Alya bangun dari tempatnya, ia menyusuri rak buku didekat lemari pakaiannya. Buku Album yang ia cari.

“Nah ketemu” gumamnya tanpa sadar. Ia tersenyum, lalu duduk santai di kasurnya. Dia membuka lembar demi lembar halaman buku album tersebut. Sesekali ia tersenyum kecut. Tertawa miris. Dan sebagainya.

Hei, apa dia terlalu mendramatisir kehidupannya? Ya! Ia berpikir, ia terlalu mendramatisir kehidupannya hanya karena sahabat cowok yang kemudian menjadi cinta.

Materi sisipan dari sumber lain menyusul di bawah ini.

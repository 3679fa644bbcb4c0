//! SendGrid transport: delivers mailgate emails through the v3 mail send API.

pub mod client;

pub use client::{SendGridClient, SendGridError};
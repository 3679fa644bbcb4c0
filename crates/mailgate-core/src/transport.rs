//! The mail delivery boundary.

use async_trait::async_trait;

use crate::Recipient;

/// A single plaintext message to one recipient.
#[derive(Debug, Clone, PartialEq, Eq)]
pub struct Email {
    pub from: Recipient,
    pub to: Recipient,
    pub subject: String,
    pub body: String,
}

/// Something that can deliver an [`Email`].
///
/// Implementations report success or failure for exactly one message and do
/// not retry.
#[async_trait]
pub trait Transport: Send + Sync {
    type Error: std::error::Error + Send + Sync + 'static;

    async fn deliver(&self, email: &Email) -> Result<(), Self::Error>;
}

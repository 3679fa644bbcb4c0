pub mod config;
pub mod policy;
pub mod recipient;
pub mod transport;

pub use config::{ConfigError, NotifierConfig, ResolvedConfig};
pub use policy::{FrequencyPolicy, dedup_key};
pub use recipient::Recipient;
pub use transport::{Email, Transport};
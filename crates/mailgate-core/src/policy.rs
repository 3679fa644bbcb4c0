//! Frequency policies and dedup key derivation.
//!
//! A dedup key identifies the suppression window a notification falls into.
//! Two notifications with the same tag inside the same UTC bucket share a key,
//! so only the first of them is delivered.
//!
//! # Bucket formats
//!
//! - `OncePerHour`: `2026-03-14-09` (UTC date and hour)
//! - `OncePerDay`: `2026-03-14` (UTC date)
//! - `Always`: no bucket; the key is empty and never consulted

use std::fmt;
use std::str::FromStr;

use chrono::{DateTime, Utc};
use serde::{Deserialize, Serialize};

use crate::ConfigError;

/// How often a notification with a given tag may be delivered.
#[derive(Debug, Clone, Copy, PartialEq, Eq, Hash, Default, Serialize, Deserialize)]
#[serde(rename_all = "kebab-case")]
pub enum FrequencyPolicy {
    /// Deliver every time. The record store is never touched.
    #[default]
    Always,
    /// At most once per UTC hour per tag.
    #[serde(alias = "hourly")]
    OncePerHour,
    /// At most once per UTC day per tag.
    #[serde(alias = "daily")]
    OncePerDay,
}

impl FrequencyPolicy {
    /// Whether this policy suppresses repeats at all.
    pub fn deduplicates(self) -> bool {
        !matches!(self, FrequencyPolicy::Always)
    }

    fn bucket_format(self) -> Option<&'static str> {
        match self {
            FrequencyPolicy::Always => None,
            FrequencyPolicy::OncePerHour => Some("%Y-%m-%d-%H"),
            FrequencyPolicy::OncePerDay => Some("%Y-%m-%d"),
        }
    }
}

impl fmt::Display for FrequencyPolicy {
    fn fmt(&self, f: &mut fmt::Formatter<'_>) -> fmt::Result {
        let s = match self {
            FrequencyPolicy::Always => "always",
            FrequencyPolicy::OncePerHour => "once-per-hour",
            FrequencyPolicy::OncePerDay => "once-per-day",
        };
        f.write_str(s)
    }
}

impl FromStr for FrequencyPolicy {
    type Err = ConfigError;

    fn from_str(s: &str) -> Result<Self, Self::Err> {
        match s.trim().to_ascii_lowercase().as_str() {
            "always" => Ok(FrequencyPolicy::Always),
            "once-per-hour" | "hourly" => Ok(FrequencyPolicy::OncePerHour),
            "once-per-day" | "daily" => Ok(FrequencyPolicy::OncePerDay),
            _ => Err(ConfigError::UnknownFrequency(s.to_string())),
        }
    }
}

/// Derive the dedup key for `tag` at time `now` under `policy`.
///
/// Returns `"<bucket>:<tag>"`, or an empty string for [`FrequencyPolicy::Always`].
/// An empty tag is valid and groups all untagged notifications together.
pub fn dedup_key(policy: FrequencyPolicy, tag: &str, now: DateTime<Utc>) -> String {
    match policy.bucket_format() {
        Some(fmt) => format!("{}:{}", now.format(fmt), tag),
        None => String::new(),
    }
}
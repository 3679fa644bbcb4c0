use mailgate_core::{ConfigError, Recipient};
use mailgate_store::StoreError;
use thiserror::Error;

#[derive(Debug, Error)]
pub enum NotifyError {
    /// Nothing was sent.
    #[error("invalid notifier configuration: {0}")]
    ConfigInvalid(#[from] ConfigError),

    /// Delivery to `recipient` failed. No record was written, so a retry will
    /// attempt delivery again.
    #[error("failed to deliver to {recipient}: {source}")]
    DeliveryFailed {
        recipient: Recipient,
        #[source]
        source: Box<dyn std::error::Error + Send + Sync>,
    },

    /// Every recipient received the message but the dedup record was not
    /// saved. The next call in the same window may send a duplicate.
    #[error("message delivered but failed to record {key}: {source}")]
    RecordPersistFailed {
        key: String,
        #[source]
        source: StoreError,
    },
}

impl NotifyError {
    /// Whether the message reached every recipient despite this error.
    pub fn delivered(&self) -> bool {
        matches!(self, NotifyError::RecordPersistFailed { .. })
    }
}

Kenapa harus? Kenapa harus ada rasa cinta di setiap sebuah persahabatan?, Benar-benar di luar pikiran. Dulu ia berpikir, selamanya mereka bersahabat dan akan merasakan tawa bersama, tidak akan berpisah, hidup bahagia tanpa beban. Namun nyatanya, mereka terpisah satu persatu. Dan kini saat bertemu, sudah saling melupakan.

Apa setiap orang seperti itu? Melupakan masa lalunya yang indah?

Tes!

Air mata Alya tanpa sadar terjatuh. Dia menghapusnya kasar sembari menggeleng-geleng. “Ayolah, Cuma masalah cowok aja kenapa segininya? Sadar Al... semua cowok itu pasti gitu. Hanya cewek yang mengerti. Mereka yang terkadang bisa jadi sahabat sejati” gumam Alya dalam hati.

Sekarang adalah saatnya ia bangun. Memulai persahabatan yang baru. Persahabatan yang ia alami lebih nyata. Bukan bayang-bayang saat masa kecil dulu. Ya dia harus bangun!